Marty Schram notes one anecdotal but perhaps telling incident. In an upscale bar near the White House, a VA administrator bragged that he’d spent the afternoon immersed in medical books, extracting enough information to cast doubt on the validity of one veteran’s claim, declaring his day’s triumph: “De-nied! De-nied! De-nied!”
BOOK Review: “VETS UNDER SIEGE: How America Deceives and Dishonors Those Who Fight Our Battles,” By Martin Schram, published by Thomas Dunne/St. Martin’s. 306 pp. $25.95
July 27, 2008, Government agencies suffer all too often from mind-bogglingly abstruse procedures and bureaucratic malaise, but Martin Schram’s exposé of the Department of Veterans Affairs makes the agency appear downright Kafkaesque, particularly in its handling of claims filed by disabled veterans.

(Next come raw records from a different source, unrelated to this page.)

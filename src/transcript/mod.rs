//! Transcript rows and their loader.
//!
//! A transcript is a delimited file with one row per speaker turn:
//!
//! ```text
//! ID  Timestamp  Emitter  Resources  Buildups  Text  Annotation  Comment
//! ```
//!
//! The first row is the header. The last two fields are optional.

mod developments;

use std::fs;
use std::io::Read;
use std::path::Path;

pub use developments::{parse_developments, DevelopmentsError};

use crate::config::TranscriptConfig;
use crate::error::{ConversionError, Result};

/// Number of fields in a complete row.
pub const FIELD_COUNT: usize = 8;

/// Fewest fields a row may have; missing trailing fields are padded.
const MIN_FIELD_COUNT: usize = 6;

/// Separator that introduces the unknown-resources tail of the resources field.
const UNKNOWN_RESOURCES: &str = "; unknown=";

/// One transcript row.
#[derive(Debug, Clone, PartialEq, Eq)]
pub struct TurnRecord {
    /// 1-based index among data rows
    pub row: usize,
    pub id: String,
    pub timestamp: String,
    pub emitter: String,
    pub resources: String,
    pub developments: String,
    /// Raw text, still carrying segment markers
    pub text: String,
    pub annotation: String,
    pub comment: String,
}

impl TurnRecord {
    /// Build a record from a row's fields, padding the optional tail.
    pub fn from_fields(row: usize, fields: &[&str]) -> Result<Self> {
        if fields.len() < MIN_FIELD_COUNT || fields.len() > FIELD_COUNT {
            return Err(ConversionError::MalformedRow {
                row,
                fields: fields.len(),
                content: fields.join("\t"),
            });
        }

        let field = |i: usize| fields.get(i).map(|s| s.to_string()).unwrap_or_default();

        Ok(Self {
            row,
            id: field(0),
            timestamp: field(1),
            emitter: field(2),
            resources: field(3),
            developments: field(4),
            text: field(5),
            annotation: field(6),
            comment: field(7),
        })
    }

    /// Whether this row is a game-engine announcement.
    pub fn is_server(&self, server_emitter: &str) -> bool {
        self.emitter == server_emitter
    }

    /// Resources with the unknown-resources tail removed.
    pub fn known_resources(&self) -> &str {
        match self.resources.find(UNKNOWN_RESOURCES) {
            Some(pos) => &self.resources[..pos],
            None => &self.resources,
        }
    }

    /// Developments rendered as `key=count` pairs.
    pub fn development_counts(&self) -> Result<String> {
        parse_developments(&self.developments).map_err(|source| {
            ConversionError::MalformedDevelopments {
                row: self.row,
                value: self.developments.clone(),
                source,
            }
        })
    }
}

/// Load a transcript file.
pub fn load_path(path: &Path, config: &TranscriptConfig) -> Result<Vec<TurnRecord>> {
    let content = fs::read_to_string(path).map_err(|e| ConversionError::io(path, e))?;
    let records = load_str(&content, config)?;
    tracing::info!(path = %path.display(), rows = records.len(), "Loaded transcript");
    Ok(records)
}

/// Load a transcript from any reader.
pub fn load_reader<R: Read>(mut reader: R, config: &TranscriptConfig) -> Result<Vec<TurnRecord>> {
    let mut content = String::new();
    reader.read_to_string(&mut content)?;
    load_str(&content, config)
}

/// Load a transcript from a string.
///
/// Blank lines between rows are malformed rows with no fields. Blank lines
/// after the last row are ignored.
pub fn load_str(content: &str, config: &TranscriptConfig) -> Result<Vec<TurnRecord>> {
    let mut csv_reader = csv::ReaderBuilder::new()
        .delimiter(config.delimiter as u8)
        .has_headers(false)
        .flexible(true)
        .from_reader(content.as_bytes());

    let mut header = csv::StringRecord::new();
    if !csv_reader.read_record(&mut header)? {
        return Err(ConversionError::MissingHeader);
    }

    let mut records = Vec::new();
    let mut row = csv::StringRecord::new();
    for row_number in 1.. {
        let offset = csv_reader.position().byte() as usize;
        if !csv_reader.read_record(&mut row)? {
            break;
        }
        if blank_line_at(content.as_bytes(), offset) {
            return Err(ConversionError::MalformedRow {
                row: row_number,
                fields: 0,
                content: String::new(),
            });
        }

        if row.iter().eq(header.iter()) {
            tracing::debug!(row = row_number, "Skipping repeated header row");
            continue;
        }

        let fields: Vec<&str> = row.iter().collect();
        records.push(TurnRecord::from_fields(row_number, &fields)?);
    }

    Ok(records)
}

/// Whether the input holds an empty line at `offset`, where the reader
/// stopped after the previous record.
fn blank_line_at(input: &[u8], offset: usize) -> bool {
    let mut rest = input.get(offset..).unwrap_or_default();
    // the `\n` of a CRLF terminator may not have been consumed yet
    if offset > 0 && input.get(offset - 1) == Some(&b'\r') {
        rest = rest.strip_prefix(b"\n").unwrap_or(rest);
    }
    matches!(rest.first(), Some(b'\n' | b'\r'))
}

There’s Garrett Anderson, a national guardsman whose 2005 claim was denied after the VA determined that his extensive shrapnel wounds from a roadside bomb in Iraq were “not service connected.” There’s Bill Florey, whose exposure to sarin gas during Gulf War I entitled him to zero benefits when he developed brain cancer a decade later because he hadn’t shown any symptoms within one year of discharge — even though the VA knew of an ongoing study linking brain cancer to sarin gas exposure. Florey subsequently died. And then there’s the $3.8 million in performance bonuses awarded to senior officials in the VA in 2006, just a few months after many of those same officials had overseen a $1 billion budget shortfall, resulting in the loss of benefits to wounded vets returning from Iraq and Afghanistan.

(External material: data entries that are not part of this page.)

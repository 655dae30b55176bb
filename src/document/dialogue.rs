//! Dialogue boundary detection.
//!
//! A dialogue is the run of turns between two dice rolls. The game engine
//! (the Server emitter) announces every roll, so each Server row mentioning
//! a roll closes the current dialogue. The rows around that announcement
//! describe what happened at the boundary:
//!
//! - rolls and resource gains announced right after the trigger, up to the
//!   next human turn;
//! - the latest trade announced since the previous boundary.

use crate::config::{DialogueConfig, TranscriptConfig};
use crate::transcript::TurnRecord;

use super::Span;

/// Server announcements aggregated into a dialogue's features.
#[derive(Debug, Clone, Default, PartialEq, Eq)]
pub struct DialogueEvents {
    /// Space-joined roll announcements, starting with the trigger
    pub dice_rolling: String,
    /// Space-joined resource gains following the roll
    pub gets: String,
    /// Latest trade since the previous boundary
    pub trades: String,
}

/// A dialogue span closed at a trigger row.
#[derive(Debug, Clone, PartialEq, Eq)]
pub struct ClosedDialogue {
    pub span: Span,
    pub events: DialogueEvents,
}

/// Tracks dialogue borders across the row scan.
#[derive(Debug, Clone)]
pub struct DialogueTracker<'a> {
    server_emitter: &'a str,
    markers: &'a DialogueConfig,
    /// Right border of the last closed dialogue
    last_border: Option<usize>,
    /// Row index of the last trigger
    last_trigger: Option<usize>,
}

impl<'a> DialogueTracker<'a> {
    pub fn new(transcript: &'a TranscriptConfig, markers: &'a DialogueConfig) -> Self {
        Self {
            server_emitter: &transcript.server_emitter,
            markers,
            last_border: None,
            last_trigger: None,
        }
    }

    /// Whether a row closes the current dialogue.
    pub fn is_trigger(&self, record: &TurnRecord) -> bool {
        record.is_server(self.server_emitter) && record.text.contains(&self.markers.roll_marker)
    }

    /// Close the dialogue at `rows[index]`, whose trigger was seen when the
    /// buffer's last character was at `end`.
    ///
    /// Returns `None` when the dialogue would be empty.
    pub fn close(&mut self, rows: &[TurnRecord], index: usize, end: usize) -> Option<ClosedDialogue> {
        let start = self.last_border.unwrap_or(0);
        let events = self.collect_events(rows, index);

        self.last_border = Some(end);
        self.last_trigger = Some(index);

        if start == end {
            tracing::debug!(row = rows[index].row, offset = end, "Suppressing empty dialogue");
            return None;
        }

        Some(ClosedDialogue {
            span: Span::new(start, end),
            events,
        })
    }

    /// The dialogue covering whatever follows the last boundary.
    ///
    /// `len` is the final buffer length. Returns `None` when the last
    /// boundary already closed at the buffer's last character.
    pub fn trailing(&self, len: usize) -> Option<Span> {
        let last_offset = len.saturating_sub(1);
        match self.last_border {
            Some(border) if border == last_offset => None,
            Some(border) => Some(Span::new(border, len)),
            None => Some(Span::new(0, len)),
        }
    }

    fn collect_events(&self, rows: &[TurnRecord], index: usize) -> DialogueEvents {
        let mut rolls = vec![rows[index].text.as_str()];
        let mut gets = Vec::new();

        for row in rows[index + 1..]
            .iter()
            .take_while(|row| row.is_server(self.server_emitter))
        {
            if row.text.contains(&self.markers.roll_marker) {
                rolls.push(&row.text);
            }
            if row.text.contains(&self.markers.gets_marker) {
                gets.push(row.text.as_str());
            }
        }

        let floor = self.last_trigger.map_or(0, |t| t + 1);
        let trades = rows[floor..=index]
            .iter()
            .rev()
            .find(|row| {
                row.is_server(self.server_emitter) && row.text.contains(&self.markers.trade_marker)
            })
            .map(|row| row.text.clone())
            .unwrap_or_default();

        DialogueEvents {
            dice_rolling: rolls.join(" "),
            gets: gets.join(" "),
            trades,
        }
    }
}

Schram depicts an understaffed, incompetent VA defending itself in baffling legalese against those who care enough to question it: the occasional Congressional committee, a turf-conscious Department of Defense and, of course, the veterans themselves, who are still waiting for 390,000 of their claims to be processed. Although the Government Accountability Office, that Cassandra of government agencies, issues scathing reports of VA ineffectiveness year after year, Schram argues that the real problem goes unchallenged. Undertrained VA adjudicators, most of whom never meet their claimants, have developed a mind-set that most veterans are hangers-on who present invalid claims in order to rip off the government. The fundamental problem isn’t financial, he says. It’s cultural. The VA, out of some skewed rewards system, has instilled a relentless determination to stall or avoid payments to veterans.

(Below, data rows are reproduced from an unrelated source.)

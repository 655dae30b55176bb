//! Character-offset spans.

use std::fmt;

/// A `[start, end)` range of character offsets into the text buffer.
#[derive(Debug, Clone, Copy, PartialEq, Eq, PartialOrd, Ord, Hash)]
pub struct Span {
    pub start: usize,
    pub end: usize,
}

impl Span {
    pub fn new(start: usize, end: usize) -> Self {
        debug_assert!(start <= end, "span start {start} after end {end}");
        Self { start, end }
    }

    pub fn len(&self) -> usize {
        self.end - self.start
    }

    pub fn is_empty(&self) -> bool {
        self.start == self.end
    }

    /// Whether `other` lies entirely within this span.
    pub fn contains(&self, other: &Span) -> bool {
        self.start <= other.start && other.end <= self.end
    }
}

impl fmt::Display for Span {
    fn fmt(&self, f: &mut fmt::Formatter<'_>) -> fmt::Result {
        write!(f, "{}..{}", self.start, self.end)
    }
}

Schram tends to force his point when the facts would suffice. And he might have condensed the numerical data into tables rather than subjecting the reader to numerous GAO excerpts. But despite its flaws, the book asks a compelling question: When the VA has established several state-of-the-art hospitals and can provide high-quality medical care, why does it still fail to consistently offer even the most basic services to all disabled vets?
Schram offers some interesting solutions to the VA’s problems, such as offering a “Vet-med” card, similar to a Medicare card, that would enable a vet to get help at any local medical facility. He asks the VA to give veterans the benefit of the doubt in filing claims rather than leaving the burden of proof on men and women who are often struggling with severe health and financial challenges. And he would rename the organization the “Department of Veterans’ Advocacy.”
While the VA has made some recent improvements — converting to an electronic application process and offering five years of free health care immediately following active service — it seems far from adopting the kind of systemic changes that Schram suggests. Last year the VA effectively killed two congressional bills that would have altered the adversarial attitude toward veterans. Those bills would have required the VA to pay $500 per month to vets whose claims appeals extend more than 180 days and to adopt an auditing system similar to the IRS rather than investigate every claim. In congressional testimony, the VA argued that the first bill would “unjustly enrich” many claimants and the second would give vets “excellent odds” of cheating the government. So much for cultural change.
Schram’s book lacks the dramatic appeal of great investigative journalism, but he should be commended for presenting a fairly cohesive exploration of the VA’s numerous faults. He notes one anecdotal but perhaps telling incident. In an upscale bar near the White House, a VA administrator bragged that he’d spent the afternoon immersed in medical books, extracting enough information to cast doubt on the validity of one veteran’s claim, declaring his day’s triumph: “De-nied! De-nied! De-nied!”
Until the VA is forced out of its cultural entrenchment, such denials will remain commonplace. The question is: Who will do the forcing?